El Retrato de Dorian Gray – Cap 16

CAPITULO XVI

Una lluvia fría comenzaba a caer, y los reverberos empañados brillaban mortecinamente entre la niebla. Los cafés iban cerrándose, y a sus puertas se juntaban grupos confusos de hombres y mujeres. De algunas tabernas llegaba el eco de innobles risotadas. En otras vociferaban y gritaban los borrachos.
Reclinado dentro del hansom , con el sombrero calado hasta las cejas, Dorian Gray miraba con ojos indiferentes la vergüenza sórdida de la gran ciudad, repitiéndose de cuando en cuando a sí mismo las palabras que le dijera Lord Henry el primer día que habló con él: «Curar el alma por medio de los sentidos, y los sentidos por medio del alma». Sí, ése era el secreto. Más de una vez lo había ensayado, y ahora lo ensayaría de nuevo. Había fumaderos de opio donde se podía comprar el olvido; antros de horror, donde la memoria de los pecados pretéritos podía ser anulada por la locura de los pecados presentes.
La luna pendía muy baja en el horizonte, como una amarilla calavera. De cuando en cuando, una vasta nube informe extendía un brazo y la ocultaba. Los mecheros de gas se hacían cada vez más escasos, y las calles cada vez más estrechas y oscuras. El cochero se perdió en aquel dédalo y tuvo que retroceder media milla para encontrar el camino. Del caballo, chapoteando en los charcos, se elevaba una especie de vaho. Los cristales laterales del hansom parecían forrados de huata gris por la bruma.
«Curar el alma por medio de los sentidos, y los sentidos por medio del alma…» ¡Cómo sonaban aquellas palabras en sus oídos!

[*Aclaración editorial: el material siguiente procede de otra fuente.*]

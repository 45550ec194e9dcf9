//! Service definition types.

use serde::{Deserialize, Serialize};
use serde_json::Value;

use super::task_definition::PlacementConstraint;
use super::Tag;

/// Where the service's tasks run.
#[derive(Debug, Clone, Copy, PartialEq, Eq, Serialize, Deserialize)]
#[serde(rename_all = "SCREAMING_SNAKE_CASE")]
pub enum LaunchType {
    /// User-managed container instances.
    Ec2,
    /// Serverless compute.
    Fargate,
    /// External instances.
    External,
}

/// How the scheduler places tasks.
#[derive(Debug, Clone, Copy, PartialEq, Eq, Serialize, Deserialize)]
#[serde(rename_all = "SCREAMING_SNAKE_CASE")]
pub enum SchedulingStrategy {
    /// Maintain the desired count across the cluster.
    Replica,
    /// One task per container instance.
    Daemon,
}

/// Whether task interfaces receive a public IP address.
#[derive(Debug, Clone, Copy, PartialEq, Eq, Serialize, Deserialize)]
#[serde(rename_all = "SCREAMING_SNAKE_CASE")]
pub enum AssignPublicIp {
    /// Assign a public IP.
    Enabled,
    /// Private only.
    Disabled,
}

/// Deployment circuit breaker settings.
#[derive(Debug, Clone, PartialEq, Eq, Default, Serialize, Deserialize)]
pub struct DeploymentCircuitBreaker {
    /// Whether the breaker is on.
    #[serde(default)]
    pub enable: bool,
    /// Whether a failed deployment rolls back.
    #[serde(default)]
    pub rollback: bool,
}

/// Rolling deployment parameters.
#[derive(Debug, Clone, PartialEq, Default, Serialize, Deserialize)]
#[serde(rename_all = "camelCase")]
pub struct DeploymentConfiguration {
    /// Circuit breaker.
    #[serde(skip_serializing_if = "Option::is_none")]
    pub deployment_circuit_breaker: Option<DeploymentCircuitBreaker>,
    /// Upper bound of running tasks during a deployment, in percent.
    #[serde(skip_serializing_if = "Option::is_none")]
    pub maximum_percent: Option<i32>,
    /// Lower bound of healthy tasks during a deployment, in percent.
    #[serde(skip_serializing_if = "Option::is_none")]
    pub minimum_healthy_percent: Option<i32>,
    /// CloudWatch alarms watched during deployments.
    #[serde(skip_serializing_if = "Option::is_none")]
    pub alarms: Option<Value>,
}

/// Subnets and security groups for `awsvpc` tasks.
#[derive(Debug, Clone, PartialEq, Eq, Default, Serialize, Deserialize)]
#[serde(rename_all = "camelCase")]
pub struct AwsVpcConfiguration {
    /// Subnet IDs.
    #[serde(default)]
    pub subnets: Vec<String>,
    /// Security group IDs.
    #[serde(default, skip_serializing_if = "Vec::is_empty")]
    pub security_groups: Vec<String>,
    /// Public IP assignment.
    #[serde(skip_serializing_if = "Option::is_none")]
    pub assign_public_ip: Option<AssignPublicIp>,
}

/// Network configuration of a service.
#[derive(Debug, Clone, PartialEq, Eq, Default, Serialize, Deserialize)]
#[serde(rename_all = "camelCase")]
pub struct NetworkConfiguration {
    /// VPC configuration; required for `awsvpc` task definitions.
    #[serde(skip_serializing_if = "Option::is_none")]
    pub awsvpc_configuration: Option<AwsVpcConfiguration>,
}

/// Binding of a container port to a load balancer target group.
#[derive(Debug, Clone, PartialEq, Eq, Serialize, Deserialize)]
#[serde(rename_all = "camelCase")]
pub struct LoadBalancer {
    /// Target group ARN.
    #[serde(skip_serializing_if = "Option::is_none")]
    pub target_group_arn: Option<String>,
    /// Classic load balancer name.
    #[serde(skip_serializing_if = "Option::is_none")]
    pub load_balancer_name: Option<String>,
    /// Container receiving traffic.
    #[serde(skip_serializing_if = "Option::is_none")]
    pub container_name: Option<String>,
    /// Container port receiving traffic.
    #[serde(skip_serializing_if = "Option::is_none")]
    pub container_port: Option<i32>,
}

/// A capacity provider weighting.
#[derive(Debug, Clone, PartialEq, Eq, Serialize, Deserialize)]
pub struct CapacityProviderStrategyItem {
    /// Capacity provider name, e.g. `FARGATE_SPOT`.
    #[serde(rename = "capacityProvider")]
    pub capacity_provider: String,
    /// Relative weight.
    #[serde(skip_serializing_if = "Option::is_none")]
    pub weight: Option<i32>,
    /// Minimum task count on this provider.
    #[serde(skip_serializing_if = "Option::is_none")]
    pub base: Option<i32>,
}

/// A task placement strategy.
#[derive(Debug, Clone, PartialEq, Eq, Serialize, Deserialize)]
pub struct PlacementStrategy {
    /// Strategy type: `random`, `spread` or `binpack`.
    #[serde(rename = "type", skip_serializing_if = "Option::is_none")]
    pub strategy_type: Option<String>,
    /// Field the strategy applies to.
    #[serde(skip_serializing_if = "Option::is_none")]
    pub field: Option<String>,
}

/// Managed EBS volume attached to each task.
#[derive(Debug, Clone, PartialEq, Serialize, Deserialize)]
#[serde(rename_all = "camelCase")]
pub struct ManagedEbsVolume {
    /// Infrastructure role used to manage the volume.
    #[serde(skip_serializing_if = "Option::is_none")]
    pub role_arn: Option<String>,
    /// Tags applied to created volumes.
    #[serde(default, skip_serializing_if = "Vec::is_empty")]
    pub tag_specifications: Vec<Value>,
    /// Size, type, IOPS and the other volume settings.
    #[serde(flatten)]
    pub extra: std::collections::BTreeMap<String, Value>,
}

/// A volume configured at deployment time.
#[derive(Debug, Clone, PartialEq, Serialize, Deserialize)]
pub struct ServiceVolumeConfiguration {
    /// Volume name matching a task definition volume.
    #[serde(skip_serializing_if = "Option::is_none")]
    pub name: Option<String>,
    /// Managed EBS settings.
    #[serde(rename = "managedEBSVolume", skip_serializing_if = "Option::is_none")]
    pub managed_ebs_volume: Option<ManagedEbsVolume>,
}

/// Registration of the service's tasks in a VPC Lattice target group.
#[derive(Debug, Clone, PartialEq, Eq, Serialize, Deserialize)]
#[serde(rename_all = "camelCase")]
pub struct VpcLatticeConfiguration {
    /// Infrastructure role.
    #[serde(skip_serializing_if = "Option::is_none")]
    pub role_arn: Option<String>,
    /// Lattice target group ARN.
    #[serde(skip_serializing_if = "Option::is_none")]
    pub target_group_arn: Option<String>,
    /// Named port mapping that receives traffic.
    #[serde(skip_serializing_if = "Option::is_none")]
    pub port_name: Option<String>,
}

/// A service definition, either local or as described by the API.
///
/// Fields the describe API returns that are not part of the declaration
/// (events, deployments, status, ...) are ignored on deserialization.
#[derive(Debug, Clone, PartialEq, Default, Serialize, Deserialize)]
#[serde(rename_all = "camelCase")]
pub struct Service {
    /// Service ARN; remote only.
    #[serde(skip_serializing_if = "Option::is_none")]
    pub service_arn: Option<String>,
    /// Service name.
    #[serde(skip_serializing_if = "Option::is_none")]
    pub service_name: Option<String>,
    /// Task definition ARN currently deployed; remote only.
    #[serde(skip_serializing_if = "Option::is_none")]
    pub task_definition: Option<String>,
    /// Number of tasks to keep running.
    #[serde(skip_serializing_if = "Option::is_none")]
    pub desired_count: Option<i32>,
    /// Launch type.
    #[serde(skip_serializing_if = "Option::is_none")]
    pub launch_type: Option<LaunchType>,
    /// Fargate platform version.
    #[serde(skip_serializing_if = "Option::is_none")]
    pub platform_version: Option<String>,
    /// Scheduling strategy.
    #[serde(skip_serializing_if = "Option::is_none")]
    pub scheduling_strategy: Option<SchedulingStrategy>,
    /// Deployment parameters.
    #[serde(skip_serializing_if = "Option::is_none")]
    pub deployment_configuration: Option<DeploymentConfiguration>,
    /// Network configuration.
    #[serde(skip_serializing_if = "Option::is_none")]
    pub network_configuration: Option<NetworkConfiguration>,
    /// Load balancer bindings.
    #[serde(default, skip_serializing_if = "Vec::is_empty")]
    pub load_balancers: Vec<LoadBalancer>,
    /// Grace period before load balancer health checks count.
    #[serde(skip_serializing_if = "Option::is_none")]
    pub health_check_grace_period_seconds: Option<i32>,
    /// Capacity provider strategy.
    #[serde(default, skip_serializing_if = "Vec::is_empty")]
    pub capacity_provider_strategy: Vec<CapacityProviderStrategyItem>,
    /// Placement constraints.
    #[serde(default, skip_serializing_if = "Vec::is_empty")]
    pub placement_constraints: Vec<PlacementConstraint>,
    /// Placement strategies.
    #[serde(default, skip_serializing_if = "Vec::is_empty")]
    pub placement_strategy: Vec<PlacementStrategy>,
    /// Deployment-time volume configurations.
    #[serde(default, skip_serializing_if = "Vec::is_empty")]
    pub volume_configurations: Vec<ServiceVolumeConfiguration>,
    /// VPC Lattice registrations.
    #[serde(default, skip_serializing_if = "Vec::is_empty")]
    pub vpc_lattice_configurations: Vec<VpcLatticeConfiguration>,
    /// Service discovery registries.
    #[serde(default, skip_serializing_if = "Vec::is_empty")]
    pub service_registries: Vec<Value>,
    /// Service connect settings.
    #[serde(skip_serializing_if = "Option::is_none")]
    pub service_connect_configuration: Option<Value>,
    /// Whether ECS managed tags are enabled.
    #[serde(rename = "enableECSManagedTags", skip_serializing_if = "Option::is_none")]
    pub enable_ecs_managed_tags: Option<bool>,
    /// Whether ECS Exec is enabled.
    #[serde(skip_serializing_if = "Option::is_none")]
    pub enable_execute_command: Option<bool>,
    /// Tag propagation source.
    #[serde(skip_serializing_if = "Option::is_none")]
    pub propagate_tags: Option<String>,
    /// Resource tags.
    #[serde(default, skip_serializing_if = "Vec::is_empty")]
    pub tags: Vec<Tag>,
}

impl Service {
    /// Returns `true` when the service runs on Fargate capacity.
    ///
    /// A platform version, a Fargate launch type or a Fargate capacity
    /// provider each imply Fargate.
    #[must_use]
    pub fn is_fargate(&self) -> bool {
        if self.platform_version.as_deref().is_some_and(|v| !v.is_empty()) {
            return true;
        }
        if self.launch_type == Some(LaunchType::Fargate) {
            return true;
        }
        self.capacity_provider_strategy
            .iter()
            .any(|s| s.capacity_provider == "FARGATE" || s.capacity_provider == "FARGATE_SPOT")
    }
}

Sí, su alma se sentía mortalmente enferma. ¿Sería verdad que los sentidos podían curarla? El había derramado sangre inocente. ¿Cómo expiar aquello? ¡Ay!, para aquello no había expiación alguna; pero, aunque el perdón fuera impasible, aún era posible el olvido, y él estaba resuelto a olvidar, a abolir aquello, a aplastarlo como se aplasta la víbora que nos ha mordido. Realmente, ¿qué derecho tenía Basil a hablarle del modo que lo hizo? Le había dicho cosas atroces, abominables, que no podían tolerarse.
El coche avanzaba, cada vez más despacio. Por lo menos, tal le parecía. Abrió la trampilla y gritó al cochero que fuese más deprisa.
Una terrible necesidad de opio empezó a remorderle. Le ardía la garganta, y sus manos delicadas se crispaban nerviosamente. Como un loco se puso a golpear al caballo con su bastón. El cochero se echó a reír, y fustigó al animal. El, entonces, rió contestando, y el hombre calló.
El camino parecía interminable, y las calles como la tela negra de una araña invisible. La monotonía se hacía insoportable, y sintió miedo al ver espesarse la niebla.
Luego pasaron junto a unos tejares desiertos. La bruma era allí menos densa, y dejaba ver los extraños hornos en forma de botella con sus lenguas de fuego naranja en abanico. Un perro ladró al paso de ellos, y lejos, en la oscuridad, chilló una gaviota errante. El caballo tropezó en un releje, se desvió a un lado bruscamente y salid luego al galope.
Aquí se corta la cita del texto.